Going up against a massive Internet empire like Google sounds like fun in theory. But in these United States, it rarely ends well for the underdog. And in the case of the small porn company vs. Goliath, the same is true.
A softcore porn site called Perfect 10 filed a lawsuit claiming Google is violating copyright in its use of images on the Perfect 10 website. Perfect 10 says Google is giving away for free what they usually make good money on. The company claims the thumbnails Google finds with its web crawling software and posts on the web for free has cost it at least $50 million from 1996 to 2007, forcing Perfect 10 near to bankruptcy.
Perfect 10's complaint didn't fly with the 9th Circuit Court, though.
“While being forced into bankruptcy qualifies as a form of irreparable harm, Perfect 10 has not established that the requested injunction would forestall that fate," Judge Sandra Ikuta wrote for the court. "Perfect 10 has not shown a sufficient causal connection between irreparable harm to Perfect 10's business and Google's operation of its search engine.”
However, in Perfect 10's separate case against Megaupload, a file-sharing service, Chief Judge Irma Gonzalez of the Southern District of California refused to throw copyright infringement allegations out.

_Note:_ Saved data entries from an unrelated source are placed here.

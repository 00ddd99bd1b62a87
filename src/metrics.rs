//! Prometheus metrics for the proxy, exported through the `/metrics` route.

use std::sync::OnceLock;

use metrics::{describe_counter, describe_gauge};
use metrics_exporter_prometheus::{PrometheusBuilder, PrometheusHandle};

/// Gauge: agents currently within their registration window.
pub const ACTIVE_AGENTS: &str = "scrape_relay_active_agents";
/// Counter: HTTP API requests, labelled by `path` and `code`.
pub const HTTP_REQUESTS: &str = "scrape_relay_http_requests_total";
/// Counter: proxied scrape requests, labelled by `code`.
pub const PROXIED_REQUESTS: &str = "scrape_relay_proxied_requests_total";

static PROMETHEUS: OnceLock<PrometheusHandle> = OnceLock::new();

/// Install the global Prometheus recorder (once per process) and return a
/// handle that renders the exposition text.
pub fn prometheus_handle() -> PrometheusHandle {
    PROMETHEUS
        .get_or_init(|| {
            let handle = PrometheusBuilder::new()
                .install_recorder()
                .expect("Failed to install Prometheus recorder");

            describe_gauge!(
                ACTIVE_AGENTS,
                "The number of clients that are currently connected"
            );
            describe_counter!(HTTP_REQUESTS, "Number of http api requests");
            describe_counter!(PROXIED_REQUESTS, "Number of http proxy requests");

            handle
        })
        .clone()
}
//! Buffered input with transparent gzip inflation

use std::fs::File;
use std::io::{self, BufRead, BufReader};
use std::path::Path;

use flate2::read::MultiGzDecoder;

/// Default input buffer size for XML parsing (64KB)
pub const DEFAULT_INPUT_BUFFER_SIZE: usize = 64 * 1024;

/// Whether a path names a gzip-compressed file
pub fn is_gzip<P: AsRef<Path>>(path: P) -> bool {
    path.as_ref()
        .extension()
        .map(|ext| ext.eq_ignore_ascii_case("gz"))
        .unwrap_or(false)
}

/// Open a file for buffered reading, inflating it if the name ends in `.gz`
///
/// Multi-member gzip streams (as written by `pigz` or concatenated archives)
/// are read to the end.
pub fn open_input<P: AsRef<Path>>(path: P) -> io::Result<Box<dyn BufRead>> {
    let path = path.as_ref();
    let file = File::open(path)?;
    if is_gzip(path) {
        Ok(Box::new(BufReader::with_capacity(
            DEFAULT_INPUT_BUFFER_SIZE,
            MultiGzDecoder::new(file),
        )))
    } else {
        Ok(Box::new(BufReader::with_capacity(
            DEFAULT_INPUT_BUFFER_SIZE,
            file,
        )))
    }
}
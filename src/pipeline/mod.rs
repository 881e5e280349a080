//! End-to-end demixing run
//!
//! [`run_demix`] sequences the whole job:
//!
//! 1. Read the identification table and estimate the mass calibration.
//!    Nothing else is touched if this fails.
//! 2. Load the feature table.
//! 3. Stream the spectra, split every MS2 scan and append the records to
//!    `<spectra>.demix.mgf` as they are produced.
//!
//! Scans with a local defect are skipped. Corruption of the spectra stream
//! stops the run but keeps everything already written; the error comes back
//! in [`DemixOutcome::truncation`] instead of failing the call.

use std::io::Write;
use std::path::{Path, PathBuf};

use log::{debug, info, warn};

use crate::calibration::MassCalibration;
use crate::features::FeatureTable;
use crate::identification::read_identifications;
use crate::matcher::{DemixStats, FeatureMatcher};
use crate::mgf::{output_path_for, MgfWriter};
use crate::scan::{Scan, ScanError, ScanReader};

mod config;
mod error;

pub use config::{DemixConfig, DEFAULT_BATCH_SIZE, DEFAULT_PROGRESS_INTERVAL};
pub use error::DemixError;


/// Result of a completed (possibly truncated) run
#[derive(Debug)]
pub struct DemixOutcome {
    /// Path of the MGF file written
    pub output_path: PathBuf,
    /// Calibration applied to every precursor
    pub calibration: MassCalibration,
    /// Suggested tolerance for a second search, in ppm
    pub search_tolerance_ppm: f64,
    /// Highest scan index referenced by the identifications
    pub max_scan_index: u64,
    /// Run counters
    pub stats: DemixStats,
    /// Stream failure that ended the run early, if any
    pub truncation: Option<ScanError>,
}

impl DemixOutcome {
    /// Whether every scan of the spectra file was processed
    pub fn is_complete(&self) -> bool {
        self.truncation.is_none()
    }
}

/// Run the full demixing job; the output lands next to the spectra file
pub fn run_demix<P, Q, R>(
    features_path: P,
    spectra_path: Q,
    mzid_path: R,
    config: &DemixConfig,
) -> Result<DemixOutcome, DemixError>
where
    P: AsRef<Path>,
    Q: AsRef<Path>,
    R: AsRef<Path>,
{
    config.validate()?;
    let spectra_path = spectra_path.as_ref();

    let identifications = read_identifications(mzid_path, config.q_value_max)?;
    let calibration = MassCalibration::estimate(&identifications.residuals_ppm)?;
    let search_tolerance_ppm =
        calibration.search_tolerance_ppm(config.tolerance_sigmas, config.tolerance_cap_ppm);
    info!(
        "Calibration: {}; second search tolerance {}",
        calibration,
        calibration.tolerance_argument(config.tolerance_sigmas, config.tolerance_cap_ppm)
    );

    let table = FeatureTable::load(features_path, config.min_charge)?;
    info!("Loaded {} features", table.len());

    let scans = ScanReader::open(spectra_path).map_err(|source| DemixError::Spectra {
        path: spectra_path.to_path_buf(),
        source,
    })?;

    let output_path = output_path_for(spectra_path);
    info!("Writing {}", output_path.display());
    let mut writer = MgfWriter::create(&output_path)?;

    let matcher = FeatureMatcher::new(&table, calibration.offset_ppm, config.isolation_width)
        .with_ms1_precision(config.ms1_precision);
    info!("Auto correct precursor m/z offset: {:.2} ppm", matcher.offset_ppm());

    let run = demix_scans(
        scans,
        &matcher,
        &mut writer,
        identifications.max_scan_index,
        config,
    )?;
    writer.finish()?;

    info!("{}", run.stats);
    Ok(DemixOutcome {
        output_path,
        calibration,
        search_tolerance_ppm,
        max_scan_index: identifications.max_scan_index,
        stats: run.stats,
        truncation: run.truncation,
    })
}

/// Counters and early-stop reason of one pass over a scan stream
#[derive(Debug, Default)]
pub struct ScanRun {
    /// Run counters
    pub stats: DemixStats,
    /// Stream failure that ended the pass early, if any
    pub truncation: Option<ScanError>,
}

/// Split a scan stream and write every record in scan order
///
/// Honours `config.parallel` when built with the `parallel` feature; the
/// output is the same either way.
pub fn demix_scans<I, W>(
    scans: I,
    matcher: &FeatureMatcher<'_>,
    writer: &mut MgfWriter<W>,
    max_scan_index: u64,
    config: &DemixConfig,
) -> Result<ScanRun, DemixError>
where
    I: IntoIterator<Item = Result<Scan, ScanError>>,
    W: Write,
{
    let progress = Progress::new(max_scan_index, config.progress_interval);

    #[cfg(feature = "parallel")]
    {
        if config.parallel {
            return parallel::demix_batched(scans, matcher, writer, &progress, config.batch_size);
        }
    }
    #[cfg(not(feature = "parallel"))]
    {
        if config.parallel {
            warn!("Parallel splitting requested but built without the parallel feature; running sequentially.");
        }
    }

    let mut run = ScanRun::default();
    for item in scans {
        let Some(scan) = run.accept(item) else {
            if run.truncation.is_some() {
                break;
            }
            continue;
        };
        progress.observe(scan.index);
        let split = matcher.split_scan(&scan);
        writer.write_all(&split.spectra)?;
        run.stats.record_scan(scan.is_ms2(), &split);
    }
    Ok(run)
}

impl ScanRun {
    /// Triage one item from the scan stream
    ///
    /// Soft failures are counted and dropped; a fatal one is stored as the
    /// truncation reason.
    fn accept(&mut self, item: Result<Scan, ScanError>) -> Option<Scan> {
        match item {
            Ok(scan) => Some(scan),
            Err(e) if e.is_fatal() => {
                warn!("Stopping early, output is partial: {}", e);
                self.truncation = Some(e);
                None
            }
            Err(e) => {
                debug!("Skipping scan: {}", e);
                self.stats.record_skip(&e);
                None
            }
        }
    }
}

/// Progress lines keyed on scan index
#[derive(Debug, Clone, Copy)]
struct Progress {
    max_scan_index: u64,
    interval: u64,
}

impl Progress {
    fn new(max_scan_index: u64, interval: u64) -> Self {
        Self {
            max_scan_index,
            interval,
        }
    }

    fn observe(&self, scan_index: u64) {
        if self.max_scan_index > 0 && self.interval > 0 && scan_index % self.interval == 0 {
            info!(
                "DeMix {} MS/MS (~{:.1}%)",
                scan_index,
                scan_index as f64 * 100.0 / self.max_scan_index as f64
            );
        }
    }
}

#[cfg(feature = "parallel")]
mod parallel {
    use std::io::Write;

    use rayon::prelude::*;

    use super::{DemixError, Progress, ScanRun};
    use crate::matcher::{FeatureMatcher, ScanSplit};
    use crate::mgf::MgfWriter;
    use crate::scan::{Scan, ScanError};

    /// Read scans in file-order batches and split each batch on the rayon pool
    pub(super) fn demix_batched<I, W>(
        scans: I,
        matcher: &FeatureMatcher<'_>,
        writer: &mut MgfWriter<W>,
        progress: &Progress,
        batch_size: usize,
    ) -> Result<ScanRun, DemixError>
    where
        I: IntoIterator<Item = Result<Scan, ScanError>>,
        W: Write,
    {
        let mut run = ScanRun::default();
        let mut scans = scans.into_iter();
        let mut batch: Vec<Scan> = Vec::with_capacity(batch_size);

        loop {
            batch.clear();
            for item in scans.by_ref() {
                if let Some(scan) = run.accept(item) {
                    progress.observe(scan.index);
                    batch.push(scan);
                    if batch.len() >= batch_size {
                        break;
                    }
                } else if run.truncation.is_some() {
                    break;
                }
            }

            let splits: Vec<ScanSplit<'_>> = batch
                .par_iter()
                .map(|scan| matcher.split_scan(scan))
                .collect();
            for (scan, split) in batch.iter().zip(&splits) {
                writer.write_all(&split.spectra)?;
                run.stats.record_scan(scan.is_ms2(), split);
            }

            if run.truncation.is_some() || batch.len() < batch_size {
                return Ok(run);
            }
        }
    }
}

“Megaupload serves as more than a passive conduit and more than a mere ‘file storage’ company,” Gonzalez wrote in her decision. “It has created distinct Web sites presumably in an effort to streamline users access to different types of media. It encourages and in some cases pays its users to upload vast amounts of popular media through its rewards programs. It disseminates URLs for various files throughout the Internet. It provides payouts to affiliate websites who maintain a catalogue of all available files and last at a minimum, it is plausibly aware of the ongoing rampant infringement taking place on its Web sites.”